The Last of Us Community facebook page, which is generally a little more open minded than the Playstation forums, is particularly rife with opinions also. Though there are some that seem to ‘get it’, there are many who are clinging to the hope that the kiss meant nothing, or Ellie was just confused and lonely. Worse still are the comments that think that calling Ellie ‘gay’ or ‘a lesbian’ is being mean.

ooooh look she kissed a girl omg shes such a lesbian ewwww seriously get a grip shes probably asexual or pansexual and i dont even think it was meant like that just as a friendly gesture because she loves her and is going to miss her wow people.” (The Last of Us Community Facebook Group)

A lot of people appear desperate to right off Ellie’s actions as irrelevant or experimental or simply that of a close friend kissing their friend. This isn’t the case. The whole Riley and Ellie part of this DLC builds to this landmark moment. In a game that is usually so tense due to the fact that the infected may leap from the shadows and bite your throat out, the Left Behind DLC actually does a superb job of building emotional tension between the characters through their interactions. Questions that are left unanswered, frustration can be read in their eyes, clues to the unique closeness Ellie felt they shared. Tension – that slides away the moment the two girls kiss, the past is forgotten, their hearts lift and all is good in the world.

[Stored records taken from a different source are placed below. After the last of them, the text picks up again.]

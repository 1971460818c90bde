//! # Component Contract
//!
//! A component owns a node subtree and knows how to write a data value into
//! it. Each implementation spells out its setters in `apply`, so rendering is
//! an explicit `(prior node, data) -> node` step rather than reflective
//! property assignment.

use super::node::Node;

pub trait Component<T: ?Sized> {
    /// Root node of the component
    fn container(&self) -> &Node;

    /// Write `data` into the subtree through the component's setters
    fn apply(&mut self, data: &T);

    /// Apply `data` when given and return the root. Without data this is an
    /// idempotent peek at the current node.
    fn render(&mut self, data: Option<&T>) -> Node {
        if let Some(data) = data {
            self.apply(data);
        }
        self.container().clone()
    }
}

#[cfg(test)]
mod tests {
    use super::*;

    struct Label {
        root: Node,
        applied: usize,
    }

    impl Component<str> for Label {
        fn container(&self) -> &Node {
            &self.root
        }

        fn apply(&mut self, data: &str) {
            self.applied += 1;
            self.root.set_text(data);
        }
    }

    #[test]
    fn render_without_data_should_not_apply() {
        let mut label = Label {
            root: Node::new("span").with_text("initial"),
            applied: 0,
        };

        let first = label.render(None);
        let second = label.render(None);

        assert_eq!(first, second);
        assert_eq!(first.text(), "initial");
        assert_eq!(label.applied, 0);
    }

    #[test]
    fn render_with_data_should_apply_setters() {
        let mut label = Label {
            root: Node::new("span"),
            applied: 0,
        };

        let node = label.render(Some("hello"));

        assert_eq!(node.text(), "hello");
        assert_eq!(label.applied, 1);
    }
}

Left Behind: out now on Playstation Store.

We knew going into the DLC that Ellie and Riley’s story was going to be a sad one, Naughty Dog elevated this to harrowing, but gave us a moment of true happiness for two characters along the way. It was stunning, it was beautiful, it was brave, it was necessary.

If you’re still in any doubt – believe my viewpoint unfounded, consider this: had Riley been a male character – that did all the same things, behaved in exactly the same way, had all the same interaction right up until that kiss – would people still be suggesting Ellie was ‘too young to know what she was feeling’ or that ‘it was a kiss between friends’? Would people have still claimed their was an ambiguity to the situation? No, of course not. They would have readily accepted it as love. Young love, but love none-the-less. It would have been sweet, sad and universally accepted. No talk corrupting her innocence or diminishing the character.

Game directors Bruce Straley and Neil Druckmann have allowed a lot of ambiguity and unanswered questions to stand in The Last of Us and Left Behind DLC, but this is not one of those occasions. To make sure people understood, they were immediately heard confirming Ellie and Riley’s relationship in an IGN Left Behind Spoiler cast. The fact they have taken the amazing platform The Last of Us afforded them and chosen to continue challenging perceptions and supporting the underrepresented is a true testament to their skill and vision.